RW: I wonder if we would have had more suicide disclosure if the children were older. They were 10 years old in the first wave and 12 years old in the second wave. We imagine that 10– and 12–year-olds aren’t necessarily thinking so much about their own death or killing themselves even though the suicide rate is going up in that age group. About a third of the sample had thought about death. One percent of the sample had thought about suicide. I think that if we interviewed 15– or 16–year-olds, or 18-year-olds, we would have seen significantly more suicide ideation.
TC: Did anything about your research surprise you?
RW: Usually, there is something. I think this data probably saddened me more than anything. Even though I had my typical research questions, I tend to work with adults. I focus on emerging adults–college-age students up to working age adults. This was my first time looking at data for younger African-Americans. This research was more saddening than surprising because I have actually found associations between perceived discrimination and suicide ideation.
Getting resources for the children will be important for them at some point. If a third of the sample of 12-year-olds is thinking about death, there must be something going on. Even if they don’t attempt suicide, some of their schoolwork and relationships with family and friends will be affected. It’s worth following up to ask explicit questions about how they’re doing.

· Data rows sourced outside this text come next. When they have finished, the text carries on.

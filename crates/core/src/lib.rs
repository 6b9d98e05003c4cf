//! Core of the screenflow document pipeline.
//!
//! Uploaded CVs move through a small state machine while a pool of workers
//! runs each one through download, extraction, AI parsing and optional
//! matching. Progress is published per owner and batch totals are derived
//! from the store on demand.

pub mod auth;
pub mod collaborators;
pub mod config;
pub mod dispatcher;
pub mod document;
pub mod events;
pub mod metrics;
pub mod queue;
pub mod status;
pub mod testing;

pub use auth::{
    create_authenticator, ApiKeyAuthenticator, AuthError, AuthRequest, Authenticator, Identity,
    NoneAuthenticator,
};
pub use collaborators::{
    CollaboratorError, DocumentParser, FsObjectStorage, HttpParsingClient, MatchOutcome, Matcher,
    ObjectStorage, ParsedDocument, ProfileAnalyzer, ProfileInsight, TokenUsage,
};
pub use config::{
    load_config, load_config_from_str, validate_config, AuthMethod, Config, ConfigError,
    LogFormat, SanitizedConfig,
};
pub use dispatcher::{
    Collaborators, DispatchError, DispatcherConfig, DispatcherStatus, DocumentDispatcher,
    QueueBackend, Stage, TaskHandle,
};
pub use document::{
    Batch, BatchStatus, CreateBatchRequest, CreateDocumentRequest, Document, DocumentFilter,
    DocumentStatus, DocumentStore, SqliteDocumentStore, StoreError,
};
pub use events::{BroadcastEventBus, EventBus, EventKind, ProgressEvent, ProgressPublisher};
pub use queue::{MemoryWorkQueue, QueueError, SqliteWorkQueue, WorkQueue};
pub use status::{QueueStatus, QueueStatusAggregator, StatusConfig, StatusError};
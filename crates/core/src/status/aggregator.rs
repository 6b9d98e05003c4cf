//! Batch queue status computation.

use std::sync::Arc;

use crate::document::{Document, DocumentFilter, DocumentStatus, DocumentStore};

use super::{QueuePreviewEntry, QueueStatus, StatusConfig, StatusError};

/// Computes [`QueueStatus`] snapshots from the document store.
///
/// Reads only; never publishes. The dispatcher and the HTTP layer both call it.
pub struct QueueStatusAggregator {
    store: Arc<dyn DocumentStore>,
    config: StatusConfig,
}

impl QueueStatusAggregator {
    pub fn new(store: Arc<dyn DocumentStore>, config: StatusConfig) -> Self {
        Self { store, config }
    }

    pub fn config(&self) -> &StatusConfig {
        &self.config
    }

    /// Current snapshot of `batch_id`.
    pub fn compute(&self, batch_id: &str) -> Result<QueueStatus, StatusError> {
        if self.store.get_batch(batch_id)?.is_none() {
            return Err(StatusError::BatchNotFound(batch_id.to_string()));
        }

        let documents = self
            .store
            .list_documents(&DocumentFilter::new().with_batch(batch_id).with_limit(i64::MAX))?;

        Ok(summarize(batch_id, &documents, &self.config))
    }
}

/// Builds a snapshot from a batch's documents, given oldest first.
pub fn summarize(batch_id: &str, documents: &[Document], config: &StatusConfig) -> QueueStatus {
    let mut queued = 0u32;
    let mut processing = 0u32;
    let mut completed = 0u32;
    let mut failed = 0u32;

    for document in documents {
        match document.status {
            DocumentStatus::Queued => queued += 1,
            DocumentStatus::Processing => processing += 1,
            DocumentStatus::Completed | DocumentStatus::Shortlisted | DocumentStatus::Rejected => {
                completed += 1
            }
            DocumentStatus::Failed => failed += 1,
        }
    }

    let total = documents.len() as u32;
    let average = average_seconds(documents, config);
    let estimated_time_seconds = f64::from(queued + processing) * average;

    let queue_preview = documents
        .iter()
        .filter(|d| d.status == DocumentStatus::Queued)
        .take(config.preview_limit)
        .enumerate()
        .map(|(index, document)| {
            let position = index + 1;
            QueuePreviewEntry {
                document_id: document.id.clone(),
                filename: document.filename.clone(),
                position,
                estimated_wait_seconds: round_to(position as f64 * average, 2),
            }
        })
        .collect();

    QueueStatus {
        batch_id: batch_id.to_string(),
        total,
        queued,
        processing,
        completed,
        failed,
        percentage: percentage(completed + failed, total),
        estimated_time_seconds: round_to(estimated_time_seconds, 2),
        estimated_time_minutes: round_to(estimated_time_seconds / 60.0, 1),
        average_seconds_per_document: round_to(average, 2),
        queue_preview,
    }
}

fn percentage(resolved: u32, total: u32) -> f64 {
    if total == 0 {
        return 0.0;
    }
    round_to(f64::from(resolved) / f64::from(total) * 100.0, 2).clamp(0.0, 100.0)
}

fn average_seconds(documents: &[Document], config: &StatusConfig) -> f64 {
    let samples: Vec<f64> = documents
        .iter()
        .filter(|d| {
            matches!(
                d.status,
                DocumentStatus::Completed | DocumentStatus::Shortlisted | DocumentStatus::Rejected
            )
        })
        .filter_map(Document::processing_seconds)
        .filter(|s| s.is_finite() && *s >= 0.0)
        .collect();

    if samples.is_empty() || samples.len() < config.min_samples {
        return config.default_seconds_per_document;
    }
    samples.iter().sum::<f64>() / samples.len() as f64
}

fn round_to(value: f64, decimals: i32) -> f64 {
    let factor = 10f64.powi(decimals);
    (value * factor).round() / factor
}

One thing that has always concerned me is I’ve heard African-American adolescents say, “Oh, black people don’t kill themselves.” Then they become even more marginalized if they’re feeling suicidal, but don’t think they can talk to anyone because that’s not something they’re supposed to do. And that’s unfortunate.

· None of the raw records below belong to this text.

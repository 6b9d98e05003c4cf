//! Document dispatcher: a pool of workers draining the work queue.

use std::collections::HashMap;
use std::sync::atomic::{AtomicBool, Ordering};
use std::sync::Arc;
use std::time::{Duration, Instant};

use tokio::sync::{broadcast, Mutex, Notify, RwLock};
use tokio::task::JoinHandle;
use tracing::{debug, error, info, warn};

use crate::document::{Document, DocumentFilter, DocumentStatus, DocumentStore, TransitionError};
use crate::events::ProgressPublisher;
use crate::metrics::{REDELIVERIES, RETRIES_TOTAL, TASKS_ACTIVE, TASKS_TOTAL, TASK_DURATION};
use crate::queue::{Delivery, WorkItem, WorkQueue};
use crate::status::QueueStatusAggregator;

use super::config::DispatcherConfig;
use super::pipeline::{Collaborators, DocumentPipeline, TaskOutcome, Totals};
use super::types::{DispatchError, DispatcherStatus, TaskHandle};

/// Drives queued documents through the pipeline.
///
/// Each worker claims one item at a time, runs it to a terminal state and
/// only then acks it. A task that dies mid-way is redelivered once its lease
/// lapses. Writes are compare-and-set on the document attempt, so a task
/// superseded by a retry can never overwrite the newer attempt's result.
pub struct DocumentDispatcher {
    config: DispatcherConfig,
    queue: Arc<dyn WorkQueue>,
    pipeline: Arc<DocumentPipeline>,

    // Runtime state
    running: Arc<AtomicBool>,
    shutdown_tx: broadcast::Sender<()>,
    wake: Arc<Notify>,
    workers: Mutex<Vec<JoinHandle<()>>>,
}

impl DocumentDispatcher {
    /// Create a new dispatcher. Workers are not started until [`start`](Self::start).
    pub fn new(
        config: DispatcherConfig,
        store: Arc<dyn DocumentStore>,
        queue: Arc<dyn WorkQueue>,
        collaborators: Collaborators,
        publisher: ProgressPublisher,
        aggregator: Arc<QueueStatusAggregator>,
    ) -> Self {
        let (shutdown_tx, _) = broadcast::channel(1);
        let pipeline = DocumentPipeline {
            store,
            collaborators,
            publisher,
            aggregator,
            stage_timeout: config.stage_timeout(),
            active: RwLock::new(HashMap::new()),
            totals: Totals::default(),
        };

        Self {
            config,
            queue,
            pipeline: Arc::new(pipeline),
            running: Arc::new(AtomicBool::new(false)),
            shutdown_tx,
            wake: Arc::new(Notify::new()),
            workers: Mutex::new(Vec::new()),
        }
    }

    pub fn config(&self) -> &DispatcherConfig {
        &self.config
    }

    pub fn is_running(&self) -> bool {
        self.running.load(Ordering::Relaxed)
    }

    /// Start the worker pool (spawns background tasks).
    pub async fn start(&self) -> Result<(), DispatchError> {
        if self.running.swap(true, Ordering::SeqCst) {
            warn!("Dispatcher already running");
            return Ok(());
        }

        info!(workers = self.config.workers, "Starting document dispatcher");

        if let Err(e) = self.recover().await {
            self.running.store(false, Ordering::SeqCst);
            return Err(e);
        }

        let mut workers = self.workers.lock().await;
        for worker_id in 0..self.config.workers.max(1) {
            workers.push(self.spawn_worker(worker_id));
        }

        info!("Document dispatcher started");
        Ok(())
    }

    /// Stop the worker pool. In-flight tasks get the configured grace period to finish.
    pub async fn stop(&self) {
        if !self.running.swap(false, Ordering::SeqCst) {
            warn!("Dispatcher not running");
            return;
        }

        info!("Stopping document dispatcher");
        let _ = self.shutdown_tx.send(());

        let handles: Vec<JoinHandle<()>> = self.workers.lock().await.drain(..).collect();
        let deadline = tokio::time::Instant::now() + self.config.shutdown_grace();
        for mut handle in handles {
            if tokio::time::timeout_at(deadline, &mut handle).await.is_err() {
                warn!("Worker did not finish in time; its task will be redelivered");
                handle.abort();
            }
        }

        info!("Document dispatcher stopped");
    }

    /// Get current dispatcher status.
    pub async fn status(&self) -> DispatcherStatus {
        let pending = self.queue.pending().await.unwrap_or_else(|e| {
            warn!(error = %e, "Failed to read queue depth");
            0
        });

        let mut active_tasks: Vec<_> = self.pipeline.active.read().await.values().cloned().collect();
        active_tasks.sort_by_key(|t| t.started_at);

        DispatcherStatus {
            running: self.is_running(),
            workers: self.config.workers,
            pending,
            active_tasks,
            completed: self.pipeline.totals.completed.load(Ordering::Relaxed),
            failed: self.pipeline.totals.failed.load(Ordering::Relaxed),
        }
    }

    /// Enqueue a queued document for processing. Fire and forget.
    pub async fn submit(
        &self,
        document_id: &str,
        owner_id: &str,
    ) -> Result<TaskHandle, DispatchError> {
        let document = self.owned_document(document_id, owner_id)?;

        if !matches!(
            document.status,
            DocumentStatus::Queued | DocumentStatus::Processing
        ) {
            return Err(DispatchError::InvalidTransition(TransitionError {
                document_id: document.id,
                from: document.status,
                to: DocumentStatus::Processing,
            }));
        }

        self.enqueue(WorkItem::new(document.id, document.owner_id, document.attempt))
            .await
    }

    /// Enqueue every queued document of a batch and announce the batch aggregate.
    pub async fn submit_batch(
        &self,
        batch_id: &str,
        owner_id: &str,
    ) -> Result<Vec<TaskHandle>, DispatchError> {
        let batch = self
            .pipeline
            .store
            .get_batch(batch_id)?
            .filter(|b| b.owner_id == owner_id)
            .ok_or_else(|| DispatchError::NotFound {
                kind: "batch",
                id: batch_id.to_string(),
            })?;

        let documents = self.pipeline.store.list_documents(
            &DocumentFilter::new()
                .with_batch(&batch.id)
                .with_status(DocumentStatus::Queued)
                .with_limit(i64::MAX),
        )?;

        let mut handles = Vec::with_capacity(documents.len());
        for document in documents {
            handles.push(
                self.enqueue(WorkItem::new(document.id, document.owner_id, document.attempt))
                    .await?,
            );
        }

        info!(batch_id = %batch.id, documents = handles.len(), "Batch submitted");
        self.pipeline
            .publish_batch_progress(&batch.id, &batch.owner_id)
            .await;
        Ok(handles)
    }

    /// Explicit retry of a failed document: back to the queue under a new attempt.
    pub async fn retry(
        &self,
        document_id: &str,
        owner_id: &str,
    ) -> Result<TaskHandle, DispatchError> {
        let document = self.owned_document(document_id, owner_id)?;
        if !document.status.can_retry() {
            return Err(DispatchError::InvalidTransition(TransitionError {
                document_id: document.id,
                from: document.status,
                to: DocumentStatus::Queued,
            }));
        }

        let document = self.pipeline.store.reset_for_retry(&document.id)?;
        RETRIES_TOTAL.inc();
        info!(document_id = %document.id, attempt = document.attempt, "Document queued for retry");

        let handle = self
            .enqueue(WorkItem::new(
                document.id.clone(),
                document.owner_id.clone(),
                document.attempt,
            ))
            .await?;

        self.pipeline.publisher.document_requeued(&document).await;
        self.pipeline
            .publish_batch_progress(&document.batch_id, &document.owner_id)
            .await;
        Ok(handle)
    }

    fn owned_document(
        &self,
        document_id: &str,
        owner_id: &str,
    ) -> Result<Document, DispatchError> {
        self.pipeline
            .store
            .get_document(document_id)?
            .filter(|d| d.owner_id == owner_id)
            .ok_or_else(|| DispatchError::NotFound {
                kind: "document",
                id: document_id.to_string(),
            })
    }

    async fn enqueue(&self, item: WorkItem) -> Result<TaskHandle, DispatchError> {
        let task_id = item.task_id();
        let document_id = item.document_id.clone();
        let attempt = item.attempt;

        let enqueued = self.queue.enqueue(item).await?;
        if enqueued {
            self.wake.notify_waiters();
        }
        debug!(task_id = %task_id, enqueued, "Work item submitted");

        Ok(TaskHandle {
            task_id,
            document_id,
            attempt,
            enqueued,
        })
    }

    /// Re-enqueue everything that was queued or mid-flight when we last stopped.
    async fn recover(&self) -> Result<(), DispatchError> {
        let documents = self.pipeline.store.list_documents(
            &DocumentFilter::new()
                .with_status(DocumentStatus::Queued)
                .with_status(DocumentStatus::Processing)
                .with_limit(i64::MAX),
        )?;

        let mut recovered = 0usize;
        for document in documents {
            let item = WorkItem::new(document.id, document.owner_id, document.attempt);
            if self.queue.enqueue(item).await? {
                recovered += 1;
            }
        }

        if recovered > 0 {
            info!(recovered, "Recovered unfinished documents");
        }
        Ok(())
    }

    /// Spawn one worker loop.
    fn spawn_worker(&self, worker_id: usize) -> JoinHandle<()> {
        let running = Arc::clone(&self.running);
        let queue = Arc::clone(&self.queue);
        let pipeline = Arc::clone(&self.pipeline);
        let wake = Arc::clone(&self.wake);
        let poll_interval = self.config.poll_interval();
        let timing = DeliveryTiming {
            lease_renewal: (self.queue.lease() / 3).max(Duration::from_millis(10)),
            failure_backoff: self.config.failure_backoff(),
        };
        let mut shutdown_rx = self.shutdown_tx.subscribe();

        tokio::spawn(async move {
            debug!(worker_id, "Worker started");
            loop {
                if !running.load(Ordering::Relaxed) {
                    break;
                }

                let delivery = match queue.claim().await {
                    Ok(Some(delivery)) => delivery,
                    Ok(None) => {
                        tokio::select! {
                            _ = shutdown_rx.recv() => break,
                            _ = wake.notified() => {}
                            _ = tokio::time::sleep(poll_interval) => {}
                        }
                        continue;
                    }
                    Err(e) => {
                        warn!(worker_id, error = %e, "Failed to claim work item");
                        tokio::select! {
                            _ = shutdown_rx.recv() => break,
                            _ = tokio::time::sleep(poll_interval) => {}
                        }
                        continue;
                    }
                };

                Self::handle_delivery(worker_id, &queue, &pipeline, timing, delivery).await;
            }
            debug!(worker_id, "Worker stopped");
        })
    }

    /// Run one delivery to completion and ack it. Errors and panics stay inside this task.
    ///
    /// The lease is renewed while the task runs, so a slow task is never
    /// handed to a second worker.
    async fn handle_delivery(
        worker_id: usize,
        queue: &Arc<dyn WorkQueue>,
        pipeline: &Arc<DocumentPipeline>,
        timing: DeliveryTiming,
        delivery: Delivery,
    ) {
        let item = delivery.item.clone();
        if delivery.is_redelivery() {
            REDELIVERIES.inc();
            info!(
                worker_id,
                document_id = %item.document_id,
                delivery_count = delivery.delivery_count,
                "Redelivered work item"
            );
        }

        TASKS_ACTIVE.inc();
        let started = Instant::now();

        let mut task = {
            let pipeline = Arc::clone(pipeline);
            let item = item.clone();
            tokio::spawn(async move { pipeline.process(&item).await })
        };

        let mut renewal = tokio::time::interval_at(
            tokio::time::Instant::now() + timing.lease_renewal,
            timing.lease_renewal,
        );
        let joined = loop {
            tokio::select! {
                joined = &mut task => break joined,
                _ = renewal.tick() => {
                    if let Err(e) = queue.extend(&delivery.delivery_id).await {
                        warn!(
                            worker_id,
                            delivery_id = %delivery.delivery_id,
                            error = %e,
                            "Failed to renew lease"
                        );
                    }
                }
            }
        };

        let result = match joined {
            Ok(result) => result,
            Err(join_error) if join_error.is_panic() => {
                let message = panic_message(join_error.into_panic());
                error!(worker_id, document_id = %item.document_id, panic = %message, "Task panicked");
                pipeline.record_panic(&item, &message).await
            }
            Err(_) => Err(DispatchError::Infrastructure("task cancelled".to_string())),
        };

        TASKS_ACTIVE.dec();

        match result {
            Ok(outcome) => {
                let label = outcome.label();
                TASKS_TOTAL.with_label_values(&[label]).inc();
                TASK_DURATION
                    .with_label_values(&[label])
                    .observe(started.elapsed().as_secs_f64());
                if let TaskOutcome::Skipped(reason) = outcome {
                    debug!(document_id = %item.document_id, reason, "Task skipped");
                }

                if let Err(e) = queue.ack(&delivery.delivery_id).await {
                    warn!(delivery_id = %delivery.delivery_id, error = %e, "Failed to ack work item");
                }
            }
            Err(e) => {
                error!(
                    worker_id,
                    document_id = %item.document_id,
                    error = %e,
                    "Task outcome not recorded; releasing for redelivery"
                );
                tokio::time::sleep(timing.failure_backoff).await;
                if let Err(e) = queue.nack(&delivery.delivery_id).await {
                    warn!(delivery_id = %delivery.delivery_id, error = %e, "Failed to nack work item");
                }
            }
        }
    }
}

#[derive(Debug, Clone, Copy)]
struct DeliveryTiming {
    lease_renewal: Duration,
    failure_backoff: Duration,
}

fn panic_message(payload: Box<dyn std::any::Any + Send>) -> String {
    if let Some(s) = payload.downcast_ref::<&str>() {
        s.to_string()
    } else if let Some(s) = payload.downcast_ref::<String>() {
        s.clone()
    } else {
        "unknown panic".to_string()
    }
}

TC: What would you suggest to people who are in the position to implement those kinds of resources?
RW: The most important thing I like to talk about is being nonjudgmental. If someone hears someone else say they’re thinking about suicide, their first thought is to say, “Oh, no you’re not,” and minimize it, or “It’s not that big of a deal, your difficulties are just whatever.” Instead, say, “Wow, tell me what’s going on,” and try to offer support and problem-solve.
When people are overwhelmed, one of the most difficult things to do is problem-solve. It helps to have someone who is there to listen and say, “I can understand how you might be thinking about harming yourself or killing yourself, just tell me what’s going on and let’s see if we can work this out together.” Be a good listener, be supportive and understanding, and don’t be dismissive at all.
Maybe even ask: “Did you have a plan?” If they say, “Yeah, I was going to take some pills,” ask if they have them and where they are so you can remove those things and remove those means. When someone is in crisis, they’re not problem-solving. They’re not thinking about the future. It helps to have someone who cares who can intervene on their behalf, even if they think it’ll make the person mad.
TC: Most of your research focuses on young African-American adults. Do you think that if you spoke with other minorities that face discrimination, the results would be similar?
RW: We’ve actually begun to collect that data. We’re just in the preliminary stages of analyzing that. One of the reasons I focus on African-Americans was almost out of necessity, being in places where there wasn’t as much ethnic diversity. Since I’ve been in Houston, and we know the suicide attempt rate is relatively high for Latinas, but not necessarily Asian-American men and women, we wanted to look at different groups.
Do I expect to see similar things? I’m not sure. I don’t expect the impact of discrimination to be similar across the groups, because I do think there are some groups that experience difficulties the others don’t experience. I do still expect the experience of being marginalized to have adverse consequences.